▶ [TASK DIRECTIONS] Please give back, word for word, only the lines starting at the one containing "use std::sync::Arc;" and ending at the one containing "type JsonResponse = (StatusCode, Json<Value>);" within the material below.

────

pub mod audit;
pub mod health;
pub mod lifecycle;

pub use audit::{AuditEntry, AuditOutcome, AuditQuery, AuditTrail};
pub use health::{DaemonHealth, IngestHealth, Liveness};
pub use lifecycle::{LifecycleEvent, LifecycleLog};
//! Axum HTTP surface: browser-extension ingest and sync, snapshot queries,
//! health, and the `/mcp` JSON-RPC endpoint.
//!
//! Body size and request time are bounded by tower layers configured from
//! `[gateway]`; ingest admission goes through the daemon's circuit breaker.

mod ingest;
mod mcp;
mod query;
mod server;
mod sync;

pub use server::{build_app, is_public_bind, run_gateway, run_gateway_with_listener};

use crate::daemon::Daemon;
use crate::mcp::McpHandler;
use axum::Json;
use axum::http::StatusCode;
use serde_json::{Value, json};
use std::sync::Arc;

/// Header carrying the MCP client identity.
pub const CLIENT_HEADER: &str = "X-Gasoline-Client";
/// Client id used when the header is absent.
pub const DEFAULT_CLIENT_ID: &str = "unknown";

/// Shared state for all axum handlers
#[derive(Clone)]
pub struct AppState {
    pub daemon: Arc<Daemon>,
    pub mcp: Arc<McpHandler>,
}

impl AppState {
    pub fn new(daemon: Arc<Daemon>) -> Self {
        Self {
            mcp: Arc::new(McpHandler::new(Arc::clone(&daemon))),
            daemon,
        }
    }
}

type JsonResponse = (StatusCode, Json<Value>);

fn error_response(status: StatusCode, error: &str, message: impl Into<String>) -> JsonResponse {
    (
        status,
        Json(json!({ "error": error, "message": message.into() })),
    )
}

────

▶ [WRITTEN RESPONSE]
use std::sync::Arc;

/// Header carrying the MCP client identity.
pub const CLIENT_HEADER: &str = "X-Gasoline-Client";
/// Client id used when the header is absent.
pub const DEFAULT_CLIENT_ID: &str = "unknown";

/// Shared state for all axum handlers
#[derive(Clone)]
pub struct AppState {
    pub daemon: Arc<Daemon>,
    pub mcp: Arc<McpHandler>,
}

impl AppState {
    pub fn new(daemon: Arc<Daemon>) -> Self {
        Self {
            mcp: Arc::new(McpHandler::new(Arc::clone(&daemon))),
            daemon,
        }
    }
}

type JsonResponse = (StatusCode, Json<Value>);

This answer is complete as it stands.